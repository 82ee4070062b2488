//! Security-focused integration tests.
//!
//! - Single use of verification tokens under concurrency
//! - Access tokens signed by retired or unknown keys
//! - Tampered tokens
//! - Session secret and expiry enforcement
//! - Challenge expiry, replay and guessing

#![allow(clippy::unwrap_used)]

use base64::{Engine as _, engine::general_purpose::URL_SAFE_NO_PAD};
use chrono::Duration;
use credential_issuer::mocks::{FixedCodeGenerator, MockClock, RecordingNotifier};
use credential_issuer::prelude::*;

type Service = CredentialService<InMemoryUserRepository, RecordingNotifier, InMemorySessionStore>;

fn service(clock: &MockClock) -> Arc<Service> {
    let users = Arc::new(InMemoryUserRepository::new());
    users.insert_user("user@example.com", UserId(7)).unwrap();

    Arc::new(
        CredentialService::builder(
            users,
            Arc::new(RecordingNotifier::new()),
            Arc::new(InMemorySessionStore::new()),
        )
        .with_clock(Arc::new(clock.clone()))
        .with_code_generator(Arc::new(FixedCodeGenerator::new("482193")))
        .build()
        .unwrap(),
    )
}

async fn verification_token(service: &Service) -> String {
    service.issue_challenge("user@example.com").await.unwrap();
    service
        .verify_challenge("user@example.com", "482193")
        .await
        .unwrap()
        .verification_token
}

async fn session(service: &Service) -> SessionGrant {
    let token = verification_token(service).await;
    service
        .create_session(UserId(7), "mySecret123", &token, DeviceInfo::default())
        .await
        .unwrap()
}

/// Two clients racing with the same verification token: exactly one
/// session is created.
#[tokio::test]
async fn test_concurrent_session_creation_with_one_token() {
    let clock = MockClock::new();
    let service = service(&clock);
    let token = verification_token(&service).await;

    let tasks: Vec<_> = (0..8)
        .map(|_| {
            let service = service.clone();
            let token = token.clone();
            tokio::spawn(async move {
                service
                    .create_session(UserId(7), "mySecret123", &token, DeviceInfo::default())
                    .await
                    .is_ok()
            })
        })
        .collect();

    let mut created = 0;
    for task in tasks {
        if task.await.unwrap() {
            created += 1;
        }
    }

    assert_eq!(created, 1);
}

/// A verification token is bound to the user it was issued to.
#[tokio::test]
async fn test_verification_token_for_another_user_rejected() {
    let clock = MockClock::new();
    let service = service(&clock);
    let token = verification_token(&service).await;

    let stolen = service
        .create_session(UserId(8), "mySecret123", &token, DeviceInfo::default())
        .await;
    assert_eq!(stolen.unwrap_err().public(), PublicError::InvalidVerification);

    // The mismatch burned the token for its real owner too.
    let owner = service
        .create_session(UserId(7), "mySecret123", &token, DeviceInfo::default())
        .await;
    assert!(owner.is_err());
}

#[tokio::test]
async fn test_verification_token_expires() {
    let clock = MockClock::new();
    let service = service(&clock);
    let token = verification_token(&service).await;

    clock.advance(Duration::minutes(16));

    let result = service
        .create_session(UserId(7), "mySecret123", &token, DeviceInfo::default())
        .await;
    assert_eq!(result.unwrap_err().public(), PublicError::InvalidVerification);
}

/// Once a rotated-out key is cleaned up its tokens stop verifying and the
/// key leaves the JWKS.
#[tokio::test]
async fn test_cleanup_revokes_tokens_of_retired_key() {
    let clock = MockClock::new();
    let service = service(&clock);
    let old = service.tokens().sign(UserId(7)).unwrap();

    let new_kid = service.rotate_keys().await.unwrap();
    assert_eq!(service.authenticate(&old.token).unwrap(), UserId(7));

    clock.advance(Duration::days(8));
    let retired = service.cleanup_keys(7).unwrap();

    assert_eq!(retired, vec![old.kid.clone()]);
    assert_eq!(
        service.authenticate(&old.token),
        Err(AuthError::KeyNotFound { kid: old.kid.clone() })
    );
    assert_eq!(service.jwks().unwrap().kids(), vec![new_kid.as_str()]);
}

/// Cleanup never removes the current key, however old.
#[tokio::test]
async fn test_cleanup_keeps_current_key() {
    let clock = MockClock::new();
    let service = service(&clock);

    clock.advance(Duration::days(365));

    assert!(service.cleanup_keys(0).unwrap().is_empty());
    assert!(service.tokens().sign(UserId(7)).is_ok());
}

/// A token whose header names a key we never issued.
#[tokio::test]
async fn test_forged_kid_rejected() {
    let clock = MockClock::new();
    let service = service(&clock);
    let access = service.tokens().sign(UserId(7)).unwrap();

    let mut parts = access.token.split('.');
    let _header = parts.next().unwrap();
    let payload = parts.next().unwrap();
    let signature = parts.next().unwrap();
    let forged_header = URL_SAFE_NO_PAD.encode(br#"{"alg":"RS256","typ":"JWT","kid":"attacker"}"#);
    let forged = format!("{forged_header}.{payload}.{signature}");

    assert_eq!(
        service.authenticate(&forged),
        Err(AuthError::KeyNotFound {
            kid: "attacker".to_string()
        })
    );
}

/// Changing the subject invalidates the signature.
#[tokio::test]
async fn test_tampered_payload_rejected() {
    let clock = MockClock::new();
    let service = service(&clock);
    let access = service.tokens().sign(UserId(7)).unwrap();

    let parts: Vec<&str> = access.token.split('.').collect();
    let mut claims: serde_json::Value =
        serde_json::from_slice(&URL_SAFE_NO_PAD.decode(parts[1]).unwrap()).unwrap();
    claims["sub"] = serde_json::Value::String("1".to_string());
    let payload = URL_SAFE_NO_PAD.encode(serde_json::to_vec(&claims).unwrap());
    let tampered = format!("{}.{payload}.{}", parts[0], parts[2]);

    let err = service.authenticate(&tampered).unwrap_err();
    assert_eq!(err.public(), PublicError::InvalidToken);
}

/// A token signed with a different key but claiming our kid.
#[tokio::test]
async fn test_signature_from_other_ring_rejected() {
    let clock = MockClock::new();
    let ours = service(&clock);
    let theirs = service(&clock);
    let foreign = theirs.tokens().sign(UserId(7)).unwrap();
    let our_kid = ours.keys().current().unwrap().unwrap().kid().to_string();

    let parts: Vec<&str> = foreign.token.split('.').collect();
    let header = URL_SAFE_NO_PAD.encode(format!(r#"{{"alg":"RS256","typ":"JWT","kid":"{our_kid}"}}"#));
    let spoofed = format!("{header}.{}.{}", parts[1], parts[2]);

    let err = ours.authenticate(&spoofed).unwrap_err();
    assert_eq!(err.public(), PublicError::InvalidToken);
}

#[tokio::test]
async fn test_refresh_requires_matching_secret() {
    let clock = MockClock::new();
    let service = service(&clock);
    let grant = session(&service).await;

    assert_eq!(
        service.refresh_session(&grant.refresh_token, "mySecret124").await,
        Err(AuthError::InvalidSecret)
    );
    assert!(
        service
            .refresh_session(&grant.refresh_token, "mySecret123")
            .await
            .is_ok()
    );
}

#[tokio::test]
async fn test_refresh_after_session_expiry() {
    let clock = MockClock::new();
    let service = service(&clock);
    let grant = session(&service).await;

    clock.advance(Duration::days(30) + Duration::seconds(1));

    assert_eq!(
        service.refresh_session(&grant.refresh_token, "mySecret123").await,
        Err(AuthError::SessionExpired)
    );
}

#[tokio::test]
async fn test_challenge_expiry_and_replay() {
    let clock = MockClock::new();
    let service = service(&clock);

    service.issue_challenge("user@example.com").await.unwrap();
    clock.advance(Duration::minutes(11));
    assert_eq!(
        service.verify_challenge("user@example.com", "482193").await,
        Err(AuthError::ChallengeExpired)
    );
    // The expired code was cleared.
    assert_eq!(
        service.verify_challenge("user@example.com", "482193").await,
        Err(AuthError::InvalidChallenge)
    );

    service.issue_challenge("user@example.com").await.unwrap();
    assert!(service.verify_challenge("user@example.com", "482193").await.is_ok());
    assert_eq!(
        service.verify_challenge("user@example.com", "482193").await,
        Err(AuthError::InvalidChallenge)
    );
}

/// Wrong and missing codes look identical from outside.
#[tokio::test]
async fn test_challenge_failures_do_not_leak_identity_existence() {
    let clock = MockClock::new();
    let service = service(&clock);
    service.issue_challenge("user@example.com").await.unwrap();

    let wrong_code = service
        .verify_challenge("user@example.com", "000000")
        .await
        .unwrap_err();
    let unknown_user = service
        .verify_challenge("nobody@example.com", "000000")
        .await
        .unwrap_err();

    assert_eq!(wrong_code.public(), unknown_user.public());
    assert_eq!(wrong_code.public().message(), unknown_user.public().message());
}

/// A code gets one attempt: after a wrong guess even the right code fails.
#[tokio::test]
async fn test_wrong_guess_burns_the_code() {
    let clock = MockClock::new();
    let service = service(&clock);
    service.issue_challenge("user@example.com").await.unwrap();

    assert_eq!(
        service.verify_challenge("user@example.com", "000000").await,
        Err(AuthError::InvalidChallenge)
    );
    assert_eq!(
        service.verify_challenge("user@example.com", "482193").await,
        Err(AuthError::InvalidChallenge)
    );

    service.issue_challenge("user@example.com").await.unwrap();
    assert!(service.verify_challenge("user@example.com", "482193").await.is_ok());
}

* * *

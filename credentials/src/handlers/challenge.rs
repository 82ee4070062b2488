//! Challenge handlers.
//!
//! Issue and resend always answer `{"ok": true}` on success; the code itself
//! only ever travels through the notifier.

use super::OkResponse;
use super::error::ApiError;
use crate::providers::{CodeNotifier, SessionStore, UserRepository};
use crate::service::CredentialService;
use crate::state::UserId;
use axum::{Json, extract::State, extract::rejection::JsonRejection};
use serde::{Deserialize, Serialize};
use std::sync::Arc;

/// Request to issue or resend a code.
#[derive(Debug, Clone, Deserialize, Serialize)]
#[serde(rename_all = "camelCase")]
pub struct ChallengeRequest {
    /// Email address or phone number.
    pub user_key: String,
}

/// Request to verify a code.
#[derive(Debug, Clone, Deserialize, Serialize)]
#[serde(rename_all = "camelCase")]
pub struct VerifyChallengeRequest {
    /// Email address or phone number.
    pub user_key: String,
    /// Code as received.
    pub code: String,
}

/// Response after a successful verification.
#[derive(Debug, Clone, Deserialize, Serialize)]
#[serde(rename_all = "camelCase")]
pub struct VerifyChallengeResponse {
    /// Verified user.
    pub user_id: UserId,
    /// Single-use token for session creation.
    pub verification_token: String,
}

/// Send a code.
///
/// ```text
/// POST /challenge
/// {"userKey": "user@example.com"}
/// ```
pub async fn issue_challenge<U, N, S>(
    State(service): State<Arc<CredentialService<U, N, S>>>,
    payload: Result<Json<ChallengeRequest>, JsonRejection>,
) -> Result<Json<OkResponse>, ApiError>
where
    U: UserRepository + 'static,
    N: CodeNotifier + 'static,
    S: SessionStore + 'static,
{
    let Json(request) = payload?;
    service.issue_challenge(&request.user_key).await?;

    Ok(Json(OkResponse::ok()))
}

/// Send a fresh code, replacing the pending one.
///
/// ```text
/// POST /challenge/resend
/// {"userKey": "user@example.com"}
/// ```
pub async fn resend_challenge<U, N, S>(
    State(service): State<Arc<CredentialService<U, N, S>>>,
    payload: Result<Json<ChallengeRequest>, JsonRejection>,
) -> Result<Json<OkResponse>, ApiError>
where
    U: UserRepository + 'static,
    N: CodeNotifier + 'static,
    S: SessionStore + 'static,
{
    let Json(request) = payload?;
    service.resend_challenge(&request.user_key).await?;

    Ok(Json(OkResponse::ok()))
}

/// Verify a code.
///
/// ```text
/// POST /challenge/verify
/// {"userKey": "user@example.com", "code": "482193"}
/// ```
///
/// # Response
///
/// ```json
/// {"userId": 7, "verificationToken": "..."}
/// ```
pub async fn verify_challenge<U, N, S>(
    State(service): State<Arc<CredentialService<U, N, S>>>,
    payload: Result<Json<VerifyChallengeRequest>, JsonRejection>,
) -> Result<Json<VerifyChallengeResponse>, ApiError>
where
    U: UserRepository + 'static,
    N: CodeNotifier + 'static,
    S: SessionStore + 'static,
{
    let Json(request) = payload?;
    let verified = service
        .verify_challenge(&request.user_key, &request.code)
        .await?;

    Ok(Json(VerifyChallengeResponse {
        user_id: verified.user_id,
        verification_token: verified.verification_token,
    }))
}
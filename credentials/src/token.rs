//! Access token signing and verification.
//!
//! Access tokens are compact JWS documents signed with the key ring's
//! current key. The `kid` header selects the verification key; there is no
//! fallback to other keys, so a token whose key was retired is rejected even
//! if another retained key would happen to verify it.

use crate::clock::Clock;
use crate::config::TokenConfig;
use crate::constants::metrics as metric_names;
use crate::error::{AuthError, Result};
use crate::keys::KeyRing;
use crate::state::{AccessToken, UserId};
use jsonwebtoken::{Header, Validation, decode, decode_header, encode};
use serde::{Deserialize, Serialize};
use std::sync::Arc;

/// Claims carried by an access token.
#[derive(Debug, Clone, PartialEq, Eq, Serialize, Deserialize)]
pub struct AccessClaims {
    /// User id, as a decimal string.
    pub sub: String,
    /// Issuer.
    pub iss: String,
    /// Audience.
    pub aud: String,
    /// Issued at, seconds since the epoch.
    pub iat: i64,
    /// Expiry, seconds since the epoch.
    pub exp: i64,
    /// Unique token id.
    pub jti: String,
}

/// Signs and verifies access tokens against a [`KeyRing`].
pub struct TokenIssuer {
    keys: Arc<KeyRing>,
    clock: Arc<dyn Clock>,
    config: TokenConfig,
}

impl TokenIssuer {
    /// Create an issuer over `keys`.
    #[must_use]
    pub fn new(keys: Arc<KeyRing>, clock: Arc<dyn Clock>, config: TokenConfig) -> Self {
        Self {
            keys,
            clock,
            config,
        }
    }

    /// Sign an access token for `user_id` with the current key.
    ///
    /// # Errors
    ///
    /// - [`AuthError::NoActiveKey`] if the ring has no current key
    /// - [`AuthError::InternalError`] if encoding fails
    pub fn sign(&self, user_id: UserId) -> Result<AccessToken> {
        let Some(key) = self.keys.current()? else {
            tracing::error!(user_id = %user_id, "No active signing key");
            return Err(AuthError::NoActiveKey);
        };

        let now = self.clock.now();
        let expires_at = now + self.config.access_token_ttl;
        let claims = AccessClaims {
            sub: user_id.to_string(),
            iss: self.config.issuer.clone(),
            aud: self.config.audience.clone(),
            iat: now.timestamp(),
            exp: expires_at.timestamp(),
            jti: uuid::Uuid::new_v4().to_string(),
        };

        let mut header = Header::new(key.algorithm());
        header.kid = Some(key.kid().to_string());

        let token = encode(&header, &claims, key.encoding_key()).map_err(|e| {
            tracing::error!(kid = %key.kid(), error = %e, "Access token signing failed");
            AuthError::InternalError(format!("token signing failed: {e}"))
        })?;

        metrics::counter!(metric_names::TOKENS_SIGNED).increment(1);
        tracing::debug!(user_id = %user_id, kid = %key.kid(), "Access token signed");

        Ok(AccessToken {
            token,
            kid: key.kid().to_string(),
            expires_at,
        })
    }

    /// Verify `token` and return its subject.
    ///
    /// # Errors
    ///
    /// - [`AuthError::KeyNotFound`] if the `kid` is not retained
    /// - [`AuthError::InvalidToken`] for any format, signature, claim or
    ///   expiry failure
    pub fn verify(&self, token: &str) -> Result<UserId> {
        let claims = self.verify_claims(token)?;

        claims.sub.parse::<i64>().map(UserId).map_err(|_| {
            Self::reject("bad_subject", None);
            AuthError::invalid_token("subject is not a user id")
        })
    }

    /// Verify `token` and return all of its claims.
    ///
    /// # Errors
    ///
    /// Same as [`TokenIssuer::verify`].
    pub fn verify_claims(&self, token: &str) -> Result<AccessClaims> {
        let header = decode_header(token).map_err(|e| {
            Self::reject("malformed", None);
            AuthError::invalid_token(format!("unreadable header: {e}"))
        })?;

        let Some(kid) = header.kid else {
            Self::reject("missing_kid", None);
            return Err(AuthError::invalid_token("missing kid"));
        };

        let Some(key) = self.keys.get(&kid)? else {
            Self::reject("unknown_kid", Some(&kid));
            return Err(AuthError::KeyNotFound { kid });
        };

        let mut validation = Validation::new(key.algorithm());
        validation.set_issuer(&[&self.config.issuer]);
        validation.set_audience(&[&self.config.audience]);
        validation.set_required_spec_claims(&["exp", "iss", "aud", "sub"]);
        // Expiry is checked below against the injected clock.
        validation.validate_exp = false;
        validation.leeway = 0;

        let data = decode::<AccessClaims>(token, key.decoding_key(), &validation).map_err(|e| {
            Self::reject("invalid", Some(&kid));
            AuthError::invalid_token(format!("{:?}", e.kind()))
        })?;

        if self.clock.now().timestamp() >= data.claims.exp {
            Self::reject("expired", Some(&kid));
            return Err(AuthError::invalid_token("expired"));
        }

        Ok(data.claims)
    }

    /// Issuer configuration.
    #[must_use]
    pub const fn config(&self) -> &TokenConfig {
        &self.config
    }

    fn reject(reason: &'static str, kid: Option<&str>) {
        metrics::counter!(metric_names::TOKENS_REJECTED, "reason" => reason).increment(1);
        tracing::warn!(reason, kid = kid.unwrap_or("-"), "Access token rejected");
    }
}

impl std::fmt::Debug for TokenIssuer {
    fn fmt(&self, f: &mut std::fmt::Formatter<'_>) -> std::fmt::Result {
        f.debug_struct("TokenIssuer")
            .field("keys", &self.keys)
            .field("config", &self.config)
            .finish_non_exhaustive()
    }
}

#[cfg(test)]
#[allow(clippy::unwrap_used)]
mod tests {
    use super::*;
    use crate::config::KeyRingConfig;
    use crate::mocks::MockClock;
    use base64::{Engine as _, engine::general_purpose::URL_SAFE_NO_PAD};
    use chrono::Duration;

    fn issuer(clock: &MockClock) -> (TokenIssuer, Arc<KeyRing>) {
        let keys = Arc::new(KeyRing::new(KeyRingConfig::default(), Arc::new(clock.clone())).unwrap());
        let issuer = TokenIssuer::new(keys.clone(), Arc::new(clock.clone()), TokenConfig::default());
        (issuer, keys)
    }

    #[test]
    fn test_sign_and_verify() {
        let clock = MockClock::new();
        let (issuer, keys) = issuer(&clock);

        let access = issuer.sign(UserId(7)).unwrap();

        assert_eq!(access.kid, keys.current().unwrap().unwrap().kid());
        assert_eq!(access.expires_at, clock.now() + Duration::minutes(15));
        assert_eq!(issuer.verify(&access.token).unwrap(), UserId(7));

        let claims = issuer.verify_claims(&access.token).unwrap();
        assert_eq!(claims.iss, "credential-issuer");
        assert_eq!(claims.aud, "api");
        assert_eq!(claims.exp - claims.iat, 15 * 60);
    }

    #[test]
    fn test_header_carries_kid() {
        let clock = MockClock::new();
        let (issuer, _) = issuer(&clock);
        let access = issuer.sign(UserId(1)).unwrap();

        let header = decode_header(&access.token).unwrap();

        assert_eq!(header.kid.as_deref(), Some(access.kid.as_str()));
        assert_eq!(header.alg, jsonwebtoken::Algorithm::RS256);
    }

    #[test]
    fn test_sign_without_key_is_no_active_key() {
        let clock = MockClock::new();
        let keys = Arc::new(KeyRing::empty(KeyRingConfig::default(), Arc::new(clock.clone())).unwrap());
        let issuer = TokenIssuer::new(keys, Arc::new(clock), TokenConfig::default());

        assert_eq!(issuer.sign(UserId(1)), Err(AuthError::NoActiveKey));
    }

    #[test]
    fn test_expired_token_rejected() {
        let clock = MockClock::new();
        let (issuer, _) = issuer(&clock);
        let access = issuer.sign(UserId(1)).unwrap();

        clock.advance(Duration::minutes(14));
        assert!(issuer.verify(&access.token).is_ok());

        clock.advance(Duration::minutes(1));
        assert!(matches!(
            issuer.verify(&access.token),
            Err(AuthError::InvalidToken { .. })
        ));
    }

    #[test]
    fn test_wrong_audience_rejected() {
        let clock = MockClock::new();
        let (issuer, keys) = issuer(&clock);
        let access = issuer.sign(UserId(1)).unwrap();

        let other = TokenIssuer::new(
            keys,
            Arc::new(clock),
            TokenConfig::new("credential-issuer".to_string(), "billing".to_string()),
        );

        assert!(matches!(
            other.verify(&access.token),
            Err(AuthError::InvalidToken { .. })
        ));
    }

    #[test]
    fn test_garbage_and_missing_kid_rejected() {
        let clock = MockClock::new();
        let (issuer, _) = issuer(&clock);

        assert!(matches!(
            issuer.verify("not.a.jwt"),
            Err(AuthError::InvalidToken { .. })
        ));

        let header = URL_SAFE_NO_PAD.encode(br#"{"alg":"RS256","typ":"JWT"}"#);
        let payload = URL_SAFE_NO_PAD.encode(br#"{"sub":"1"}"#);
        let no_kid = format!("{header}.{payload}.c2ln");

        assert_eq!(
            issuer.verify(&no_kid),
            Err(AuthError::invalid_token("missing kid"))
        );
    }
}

Work instruction:
Go through the entries above and copy each line holding the string "retained".

Written response:
//! if another retained key would happen to verify it.
    /// - [`AuthError::KeyNotFound`] if the `kid` is not retained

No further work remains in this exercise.